What you need to do: Narrow the data below down to the lines containing "busy".

Dataset entries
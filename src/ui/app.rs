//! Main application window.
//! Hosts the upload panel, the player, the event strip, the tactical map and
//! the analysis summary, all driven from one playback controller.

use std::path::{Path, PathBuf};
use std::sync::Arc;
use std::time::{Duration, Instant};

use eframe::egui::*;
use eframe::{App, CreationContext};

use crate::audio::{ManualBackend, Narrator, SpeechBackend, SystemSpeech};
use crate::config::AppConfig;
use crate::core::analysis::Analysis;
use crate::core::source::{AnalysisSource, FixtureSource};
use crate::playback::{ClockMedia, PlaybackController, PlaybackEvent};
use crate::ui::timeline_view::TimelineView;
use crate::ui::{player_view, summary_view, tactical_view};
use crate::upload::{MediaProbe, UploadSession, UploadStatus, UploadUpdate, UploadedMedia};

type Controller = PlaybackController<ClockMedia, Box<dyn SpeechBackend>>;

const FRAME_INTERVAL: Duration = Duration::from_millis(50);

/// Narration backend for this platform, or a silent one when unavailable.
/// The flag reports whether a real engine was found.
fn narration_backend() -> (Box<dyn SpeechBackend>, bool) {
    match SystemSpeech::new() {
        Ok(speech) => (Box::new(speech), true),
        Err(e) => {
            tracing::warn!(error = %e, "speech engine unavailable, narration disabled");
            (Box::new(ManualBackend::silent()), false)
        }
    }
}

pub struct PlayerApp {
    config: AppConfig,
    /// Where preference changes are written; `None` uses confy's location
    config_path: Option<PathBuf>,
    config_dirty: bool,
    speech_available: bool,
    probe: Box<dyn MediaProbe>,
    source: FixtureSource,
    upload: UploadSession,
    upload_path: String,
    upload_error: Option<String>,
    /// Held until the first media arrives and a controller is built
    narrator: Option<Narrator<Box<dyn SpeechBackend>>>,
    controller: Option<Controller>,
    events: Option<crossbeam::channel::Receiver<PlaybackEvent>>,
    analysis: Option<Arc<Analysis>>,
    timeline: TimelineView,
}

impl PlayerApp {
    /// Create the app, uploading `initial_video` right away if given
    pub fn new(
        _cc: &CreationContext<'_>,
        config: AppConfig,
        config_path: Option<PathBuf>,
        probe: Box<dyn MediaProbe>,
        initial_video: Option<PathBuf>,
    ) -> Self {
        let (backend, speech_available) = narration_backend();
        let mut narrator = Narrator::new(backend);
        narrator.prefer_voices(&config.preferred_voices);
        narrator.set_rate(config.speech_rate);

        let mut app = Self {
            config,
            config_path,
            config_dirty: false,
            speech_available,
            probe,
            source: FixtureSource,
            upload: UploadSession::new(),
            upload_path: String::new(),
            upload_error: None,
            narrator: Some(narrator),
            controller: None,
            events: None,
            analysis: None,
            timeline: TimelineView::new(),
        };

        if let Some(path) = initial_video {
            app.upload_path = path.display().to_string();
            app.start_upload(&path);
        }
        app
    }

    fn start_upload(&mut self, path: &Path) {
        self.upload_error = None;
        if let Err(e) = self.upload.start(path, self.probe.as_ref(), Instant::now()) {
            self.upload_error = Some(e.to_string());
        }
    }

    fn poll_upload(&mut self, now: Instant) {
        for update in self.upload.tick(now) {
            match update {
                UploadUpdate::MediaReady(media) => self.load_media(media),
                UploadUpdate::AnalysisReady(id) => match self.source.lookup(&id) {
                    Ok(analysis) => {
                        let analysis = Arc::new(analysis);
                        self.analysis = Some(analysis.clone());
                        if let Some(controller) = &mut self.controller {
                            controller.set_analysis(Some(analysis));
                        }
                    }
                    Err(e) => {
                        tracing::error!(analysis = %id, error = %e, "analysis lookup failed");
                        self.upload_error = Some(e.to_string());
                    }
                },
                UploadUpdate::Failed(message) => self.upload_error = Some(message),
                UploadUpdate::Progress { .. } => {}
            }
        }
    }

    /// Swap the uploaded media into the player; the previous analysis goes away
    fn load_media(&mut self, media: UploadedMedia) {
        let clock = ClockMedia::new(media.path, media.duration);
        self.analysis = None;

        match self.controller.as_mut() {
            Some(controller) => {
                controller.replace_media(clock);
                controller.set_analysis(None);
            }
            None => {
                let Some(narrator) = self.narrator.take() else {
                    return;
                };
                let mut settings = self.config.player_settings();
                settings.narration_enabled &= self.speech_available;
                let controller = PlaybackController::new(clock, narrator, settings);
                self.events = Some(controller.events());
                self.controller = Some(controller);
            }
        }
    }

    fn drain_events(&mut self) -> bool {
        let Some(events) = &self.events else {
            return false;
        };
        let mut changed = false;
        for event in events.try_iter() {
            tracing::trace!(?event, "playback event");
            changed = true;
        }
        changed
    }

    /// Persist volume and commentary toggles once the user lets go of the
    /// controls
    fn remember_preferences(&mut self, ctx: &Context) {
        let Some(controller) = &self.controller else {
            return;
        };
        let mut updated = self.config.clone();
        updated.remember(controller.state());
        if !self.speech_available {
            updated.narration_enabled = self.config.narration_enabled;
        }
        if updated != self.config {
            self.config = updated;
            self.config_dirty = true;
        }

        if self.config_dirty && !ctx.input(|i| i.pointer.any_down()) {
            self.config_dirty = false;
            match self.config.save(self.config_path.as_deref()) {
                Ok(()) => tracing::debug!(path = ?self.config_path, "preferences saved"),
                Err(e) => tracing::warn!(error = %e, "failed to save preferences"),
            }
        }
    }

    fn upload_panel(&mut self, ui: &mut Ui) {
        ui.horizontal(|ui| {
            ui.label("Match video:");
            let busy = self.upload.status().is_active();
            ui.add_enabled(!busy, TextEdit::singleline(&mut self.upload_path).desired_width(320.0));
            if ui.add_enabled(!busy, Button::new("Upload & analyze")).clicked() {
                let path = PathBuf::from(self.upload_path.trim());
                self.start_upload(&path);
            }
        });

        let (label, progress) = match self.upload.status() {
            UploadStatus::Idle => (None, 0),
            UploadStatus::Uploading => (Some("Uploading video"), self.upload.progress()),
            UploadStatus::Analyzing => (Some("Analyzing match"), self.upload.progress()),
            UploadStatus::Complete => (Some("Analysis complete"), 100),
            UploadStatus::Error => (Some("Upload failed"), 0),
        };
        if let Some(label) = label {
            ui.add(
                ProgressBar::new(f32::from(progress) / 100.0)
                    .text(format!("{label} {progress}%")),
            );
        }
        if let Some(error) = &self.upload_error {
            ui.colored_label(ui.visuals().error_fg_color, error.as_str());
        }
    }
}

impl App for PlayerApp {
    fn update(&mut self, ctx: &Context, _frame: &mut eframe::Frame) {
        let now = Instant::now();
        self.poll_upload(now);
        if let Some(controller) = &mut self.controller {
            controller.tick(now);
        }
        let changed = self.drain_events();

        TopBottomPanel::top("upload").show(ctx, |ui| {
            ui.heading("Pitchside");
            self.upload_panel(ui);
        });

        let mut seek_request = None;
        let current_time = self
            .controller
            .as_ref()
            .map_or(0.0, |controller| controller.current_time());

        if let Some(analysis) = self.analysis.clone() {
            SidePanel::right("analysis")
                .resizable(true)
                .default_width(340.0)
                .show(ctx, |ui| {
                    tactical_view::show(ui, &analysis, current_time);
                    ui.separator();
                    seek_request = seek_request.or(summary_view::show(ui, &analysis));
                });

            TopBottomPanel::bottom("timeline")
                .resizable(false)
                .show(ctx, |ui| {
                    seek_request = seek_request.or(self.timeline.show(ui, &analysis, current_time));
                });
        }

        CentralPanel::default().show(ctx, |ui| match self.controller.as_mut() {
            Some(controller) => {
                let title = controller
                    .media()
                    .source()
                    .file_name()
                    .map(|name| name.to_string_lossy().into_owned())
                    .unwrap_or_default();
                player_view::show(ui, controller, &title, now);
            }
            None => {
                ui.centered_and_justified(|ui| {
                    ui.label("Upload a match video to begin");
                });
            }
        });

        if let (Some(time), Some(controller)) = (seek_request, self.controller.as_mut()) {
            controller.seek_to(time);
        }
        self.remember_preferences(ctx);

        if changed {
            ctx.request_repaint();
        } else if self.controller.is_some() || self.upload.status().is_active() {
            ctx.request_repaint_after(FRAME_INTERVAL);
        }
    }
}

Expected answer:
            let busy = self.upload.status().is_active();
            ui.add_enabled(!busy, TextEdit::singleline(&mut self.upload_path).desired_width(320.0));
            if ui.add_enabled(!busy, Button::new("Upload & analyze")).clicked() {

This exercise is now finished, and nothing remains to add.